A method and apparatus are described including receiving a user request, determining if the user request is a playback request, displaying to a user, playback options, if the user request is the playback request, receiving the playback options selected by the user, determining if the playback options selected by the user are by audio selection and forwarding scenes that match the audio selection of the user for playback.

Description

VIDEO SEGMENTATION BY AUDIO SELECTION
FIELD OF THE INVENTION
The present invention relates to video content playback, and, in particular to the video content playback based upon audio selections.
BACKGROUND OF THE INVENTION
Conventionally, video content has been broken (segmented) into scenes either due to editing decisions or how a script is written. Such scenes are typically used for trick play functions (jump to the next scene) or chapters that are accessed on a DVD/Blu-Ray disc.
SUMMARY OF THE INVENTION
The present invention segments video content based upon the audio (music) associations of the video instead of as in the prior art based on scenes associated with the video. The present invention provides a framework for breaking up a video for a media asset such as a television show or movie or other content (including multimedia content) into segments that correlate to the audio/music selections instead of scenes as in the prior art.

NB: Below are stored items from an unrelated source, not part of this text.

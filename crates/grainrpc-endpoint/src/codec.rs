//! Value, object and exception encoding.
//!
//! Per-type read/write code comes from `Serialize`/`DeserializeOwned`
//! impls resolved at compile time. `serde_json` is the concrete encoding.
//! By-reference values ([`crate::ByRef`]) need an active marshalling scope,
//! which the dispatcher provides around every encode and decode.
//!
//! Message payloads go through [`write_value`] and [`read_value`]. Typed
//! application errors carry a [`TaggedValue`]; [`write_object`] and
//! [`read_object`] are its byte form.

use serde::de::DeserializeOwned;
use serde::{Deserialize, Serialize};
use serde_json::Value;

use crate::error::{CallResult, RpcError};

/// A value together with the runtime type tag it was written with.
#[derive(Debug, Clone, PartialEq, Serialize, Deserialize)]
pub struct TaggedValue {
    pub type_name: String,
    pub value: Value,
}

impl TaggedValue {
    pub fn of<T: Serialize + ?Sized>(value: &T) -> CallResult<Self> {
        Ok(Self {
            type_name: std::any::type_name::<T>().to_string(),
            value: to_value(value)?,
        })
    }

    /// True when the value was written as a `T`.
    pub fn is<T: ?Sized>(&self) -> bool {
        self.type_name == std::any::type_name::<T>()
    }

    /// Decodes the value, if it was written as a `T`.
    pub fn downcast<T: DeserializeOwned>(&self) -> Option<T> {
        if !self.is::<T>() {
            return None;
        }
        serde_json::from_value(self.value.clone()).ok()
    }
}

pub fn to_value<T: Serialize + ?Sized>(value: &T) -> CallResult<Value> {
    serde_json::to_value(value).map_err(RpcError::marshal)
}

pub fn from_value<T: DeserializeOwned>(value: Value) -> CallResult<T> {
    serde_json::from_value(value).map_err(RpcError::marshal)
}

pub fn write_value<T: Serialize + ?Sized>(out: &mut Vec<u8>, value: &T) -> CallResult<()> {
    serde_json::to_writer(out, value).map_err(RpcError::marshal)
}

pub fn read_value<T: DeserializeOwned>(input: &[u8]) -> CallResult<T> {
    serde_json::from_slice(input).map_err(RpcError::marshal)
}

/// Writes a value with its runtime type tag.
pub fn write_object<T: Serialize + ?Sized>(out: &mut Vec<u8>, value: &T) -> CallResult<()> {
    write_value(out, &TaggedValue::of(value)?)
}

pub fn read_object(input: &[u8]) -> CallResult<TaggedValue> {
    read_value(input)
}

pub fn write_exception(out: &mut Vec<u8>, err: &RpcError) -> CallResult<()> {
    write_value(out, &exception_to_value(err))
}

/// Reads an exception record. Never fails: a record this version cannot
/// interpret is returned as [`RpcError::Unserializable`].
pub fn read_exception(input: &[u8]) -> RpcError {
    match serde_json::from_slice::<Value>(input) {
        Ok(value) => exception_from_value(value),
        Err(err) => RpcError::Unserializable {
            type_name: "unknown".to_string(),
            message: format!("unreadable exception record: {err}"),
            remote_trace: String::new(),
        },
    }
}

pub(crate) fn exception_to_value(err: &RpcError) -> Value {
    serde_json::to_value(err).unwrap_or_else(|encode_err| {
        Value::String(format!("{err} (record could not be encoded: {encode_err})"))
    })
}

pub(crate) fn exception_from_value(value: Value) -> RpcError {
    match serde_json::from_value::<RpcError>(value.clone()) {
        Ok(err) => err,
        Err(_) => {
            let field = |name: &str| {
                value
                    .get(name)
                    .and_then(Value::as_str)
                    .map(str::to_string)
            };
            RpcError::Unserializable {
                type_name: field("type_name")
                    .or_else(|| field("kind"))
                    .unwrap_or_else(|| "unknown".to_string()),
                message: field("message")
                    .or_else(|| value.as_str().map(str::to_string))
                    .unwrap_or_else(|| value.to_string()),
                remote_trace: field("remote_trace").unwrap_or_default(),
            }
        }
    }
}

A method and apparatus are described including receiving a user request, determining if the user request is a playback request, displaying to a user, playback options, if the user request is the playback request, receiving the playback options selected by the user, determining if the playback options selected by the user are by audio selection and forwarding scenes that match the audio selection of the user for playback.
BRIEF DESCRIPTION OF THE DRAWINGS
The present invention is best understood from the following detailed description when read in conjunction with the accompanying drawings. The drawings include the following figures briefly described below:
Fig. 1 is a flowchart of an exemplary method for segmenting a video into different segments that correlate to the audio associated with such a video. Fig. 2 presents the results of the application of the described method of the present invention.
Figs. 3 A and 3B together form a flowchart of an exemplary embodiment of the method of the present invention.
Fig. 4 is a block diagram of an exemplary embodiment in accordance with the principles of the present invention.
DETAILED DESCRIPTION OF THE PREFERRED EMBODIMENTS
The present invention provides a mechanism for breaking up (segmenting) a video (such as a movie or a television show or any other form of content) into audio selections, which can be music selections such as songs or background music. The video segment can then be mapped to such audio segments (called M) instead of using the typically scenes for which a video is segmented. Video scenes are typically the way a video is constructed either due to editing decisions, how a script is written, commercial break requirements, and the like.
Fig. 1 is a flowchart of an exemplary method for segmenting a video into different segments that correlate to the audio associated with such a video. The invention begins with a video asset that is composed of a number of scenes. Each scene can then be associated with a number (0 to X) of music selections which can be songs associated with different music artists. At 105, a media asset containing audio and video is ingested into a server or other type of storage device. At 110, a time reference is assigned to the audio and the video of the media asset. Preferably, such a time reference can be timestamps although other mechanisms can be used for this step. At 115, an audio recognition mechanism is applied to recognize the different audio segments in the media asset. Such audio recognition techniques can be the use of a program such as Shazam, which identifies songs/music selections based on audio fingerprint of the audio selection or AudioID developed by Fraunhofer institute, volume changes in the audio such as periods of silence that exceed a threshold time value and the like. Other audio recognition mechanisms can be used and/or combined with Shazam and/or AudioID. At 120, the video is segmented by way of the audio selections that were identified in the previous step. That is, instead of having the video scenes control how a video is organized, it will be the audio selections which are used to segment a video. Hence, the beginning and the end of an audio selection will have a video segment corresponding in kind. The time basis for the audio and the video segment would then match up using the time reference (e.g., time stamps). In an alternative embodiment, if the audio segment is identified using an audio recognition technique, the audio segment can be referred by a song title, artist, copyright, and the like if such information can be determined by the characteristics of the audio segment, whereby such information can be assigned as metadata to such audio selections.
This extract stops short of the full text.